» **What is required**
In the data that follows, find each line containing "ModelLayout" and copy it.

[Saved data entries]

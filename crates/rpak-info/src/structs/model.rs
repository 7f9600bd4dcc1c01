//! Model (`mdl_`) headers and the version shim that normalizes them.
//!
//! Three on-disk layouts exist. The declared header size picks between the
//! compact family (up to [`COMPACT_HEADER_LIMIT`] bytes) and the extended
//! layout; within the compact family the asset version picks between the
//! legacy and the current layout. Whatever the source, decoding produces a
//! [`ModelHeader`] in which every field the layout does not carry is zero.

use rpak_common::BinaryReader;
use zerocopy::{FromBytes, Immutable, IntoBytes, KnownLayout};

use crate::address::PagePtr;
use crate::{Error, Result};

/// Largest declared size still decoded with a compact layout.
pub const COMPACT_HEADER_LIMIT: u32 = 0x68;

/// Newest asset version that still uses the legacy compact layout.
pub const LEGACY_VERSION_CUTOFF: u32 = 8;

/// Legacy compact model header (asset version 8 and older).
#[derive(Debug, Clone, Copy, FromBytes, IntoBytes, Immutable, KnownLayout)]
#[repr(C, packed)]
pub struct ModelHeaderV8 {
    pub skeleton: PagePtr,
    pub reserved0: u64,
    pub name: PagePtr,
    pub reserved1: u64,
    pub physics: PagePtr,
    pub reserved2: [u8; 0x28],
}

/// Current compact model header.
#[derive(Debug, Clone, Copy, FromBytes, IntoBytes, Immutable, KnownLayout)]
#[repr(C, packed)]
pub struct ModelHeaderV9 {
    pub skeleton: PagePtr,
    pub reserved0: u64,
    pub name: PagePtr,
    pub reserved1: u64,
    pub physics: PagePtr,
    pub reserved2: u64,
    pub data_flags: u32,
    pub data_size: u32,
    pub reserved3: [u8; 0x20],
    pub anim_sequence_count: u32,
    pub anim_sequences: PagePtr,
    pub reserved4: u32,
}

/// Extended model header, used when the declared size exceeds the compact limit.
///
/// Everything between `physics` and `anim_sequence_count` is format specific
/// and is never decoded.
#[derive(Debug, Clone, Copy, FromBytes, IntoBytes, Immutable, KnownLayout)]
#[repr(C, packed)]
pub struct ModelHeaderExt {
    pub skeleton: PagePtr,
    pub reserved0: u64,
    pub name: PagePtr,
    pub reserved1: u64,
    pub physics: PagePtr,
    pub reserved2: u64,
    pub reserved_region: [u8; 0x3C],
    pub anim_sequence_count: u32,
    pub anim_sequences: PagePtr,
    pub reserved4: u64,
}

const _: () = assert!(std::mem::size_of::<ModelHeaderV8>() == 0x50);
const _: () = assert!(std::mem::size_of::<ModelHeaderV9>() == 0x68);
const _: () = assert!(std::mem::size_of::<ModelHeaderExt>() == 0x80);

/// Version independent model header.
#[derive(Debug, Clone, Copy, Default, PartialEq, Eq)]
pub struct ModelHeader {
    pub skeleton: PagePtr,
    pub name: PagePtr,
    pub physics: PagePtr,
    pub data_flags: u32,
    pub data_size: u32,
    pub anim_sequence_count: u32,
    pub anim_sequences: PagePtr,
}

impl From<ModelHeaderV8> for ModelHeader {
    fn from(header: ModelHeaderV8) -> Self {
        Self {
            skeleton: header.skeleton,
            name: header.name,
            ..Self::default()
        }
    }
}

impl From<ModelHeaderV9> for ModelHeader {
    fn from(header: ModelHeaderV9) -> Self {
        Self {
            skeleton: header.skeleton,
            name: header.name,
            physics: header.physics,
            data_flags: header.data_flags,
            data_size: header.data_size,
            anim_sequence_count: header.anim_sequence_count,
            anim_sequences: header.anim_sequences,
        }
    }
}

impl From<ModelHeaderExt> for ModelHeader {
    fn from(header: ModelHeaderExt) -> Self {
        Self {
            skeleton: header.skeleton,
            name: header.name,
            physics: header.physics,
            anim_sequence_count: header.anim_sequence_count,
            anim_sequences: header.anim_sequences,
            ..Self::default()
        }
    }
}

/// On-disk model header layout.
#[derive(Debug, Clone, Copy, PartialEq, Eq)]
pub enum ModelLayout {
    /// [`ModelHeaderV8`]
    Legacy,
    /// [`ModelHeaderV9`]
    Compact,
    /// [`ModelHeaderExt`]
    Extended,
}

impl ModelLayout {
    /// Pick the layout for a declared asset version and header size.
    ///
    /// Fails when the declared header ends before the last field the layout maps.
    pub fn select(version: u32, size: u32) -> Result<Self> {
        let layout = if size > COMPACT_HEADER_LIMIT {
            Self::Extended
        } else if version > LEGACY_VERSION_CUTOFF {
            Self::Compact
        } else {
            Self::Legacy
        };

        if (size as usize) < layout.mapped_len() {
            return Err(Error::UnsupportedLayout { version, size });
        }

        tracing::trace!(version, size, ?layout, "selected model header layout");
        Ok(layout)
    }

    /// Number of header bytes the layout occupies.
    pub const fn size(self) -> usize {
        match self {
            Self::Legacy => std::mem::size_of::<ModelHeaderV8>(),
            Self::Compact => std::mem::size_of::<ModelHeaderV9>(),
            Self::Extended => std::mem::size_of::<ModelHeaderExt>(),
        }
    }

    /// End of the last field carried into [`ModelHeader`].
    pub const fn mapped_len(self) -> usize {
        match self {
            // name
            Self::Legacy => 0x18,
            // anim_sequences
            Self::Compact => 0x64,
            Self::Extended => 0x78,
        }
    }

    /// Header bytes to read for a declared size: never past the declared end.
    #[inline]
    pub fn read_len(self, size: u32) -> usize {
        (size as usize).min(self.size())
    }

    /// Decode a header declared as `size` bytes long.
    ///
    /// Only the first [`read_len`](Self::read_len) bytes are used; the rest of
    /// the layout reads as zero.
    pub fn decode(self, bytes: &[u8], size: u32) -> Result<ModelHeader> {
        let declared = BinaryReader::new(bytes).read_bytes(self.read_len(size))?;
        let mut padded = vec![0u8; self.size()];
        padded[..declared.len()].copy_from_slice(declared);

        let mut reader = BinaryReader::new(&padded);
        Ok(match self {
            Self::Legacy => reader.read_struct::<ModelHeaderV8>()?.into(),
            Self::Compact => reader.read_struct::<ModelHeaderV9>()?.into(),
            Self::Extended => reader.read_struct::<ModelHeaderExt>()?.into(),
        })
    }
}

impl ModelHeader {
    /// Decode raw header bytes given the entry's declared version and size.
    pub fn decode(bytes: &[u8], version: u32, size: u32) -> Result<Self> {
        ModelLayout::select(version, size)?.decode(bytes, size)
    }
}
//! Output records produced for each asset.

/// Display category of an asset record.
#[derive(Debug, Clone, Copy, PartialEq, Eq, Hash)]
#[cfg_attr(feature = "serde", derive(serde::Serialize, serde::Deserialize))]
pub enum AssetType {
    Model,
    AnimationSet,
    Image,
    UiImage,
    Material,
    DataTable,
    Subtitles,
    ShaderSet,
    /// Category tag without a builder; only used for failure records.
    Unknown,
}

impl std::fmt::Display for AssetType {
    fn fmt(&self, f: &mut std::fmt::Formatter<'_>) -> std::fmt::Result {
        f.write_str(match self {
            Self::Model => "Model",
            Self::AnimationSet => "AnimationSet",
            Self::Image => "Image",
            Self::UiImage => "UIImage",
            Self::Material => "Material",
            Self::DataTable => "DataTable",
            Self::Subtitles => "Subtitles",
            Self::ShaderSet => "ShaderSet",
            Self::Unknown => "Unknown",
        })
    }
}

/// Load status of an asset record.
#[derive(Debug, Clone, Copy, PartialEq, Eq, Hash)]
#[cfg_attr(feature = "serde", derive(serde::Serialize, serde::Deserialize))]
pub enum AssetStatus {
    /// The record was built from the archive.
    Loaded,
    /// The record stands in for an entry whose build failed.
    Error,
}

impl std::fmt::Display for AssetStatus {
    fn fmt(&self, f: &mut std::fmt::Formatter<'_>) -> std::fmt::Result {
        f.write_str(match self {
            Self::Loaded => "Loaded",
            Self::Error => "Error",
        })
    }
}

/// Identity and summary of one asset, as shown by a listing tool.
#[derive(Debug, Clone, PartialEq, Eq)]
#[cfg_attr(feature = "serde", derive(serde::Serialize, serde::Deserialize))]
pub struct AssetInfo {
    pub name: String,
    pub asset_type: AssetType,
    pub status: AssetStatus,
    /// One-line human readable summary.
    pub info: Option<String>,
    /// Extra diagnostic detail.
    pub debug_info: Option<String>,
}

impl AssetInfo {
    /// A loaded record with no summary.
    pub fn loaded(name: String, asset_type: AssetType) -> Self {
        Self {
            name,
            asset_type,
            status: AssetStatus::Loaded,
            info: None,
            debug_info: None,
        }
    }

    /// Set the summary line.
    pub fn with_info(mut self, info: impl Into<String>) -> Self {
        self.info = Some(info.into());
        self
    }

    /// Set the diagnostic detail.
    pub fn with_debug_info(mut self, debug_info: impl Into<String>) -> Self {
        self.debug_info = Some(debug_info.into());
        self
    }
}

» **Answer to this problem**
pub enum ModelLayout {
impl ModelLayout {
        ModelLayout::select(version, size)?.decode(bytes, size)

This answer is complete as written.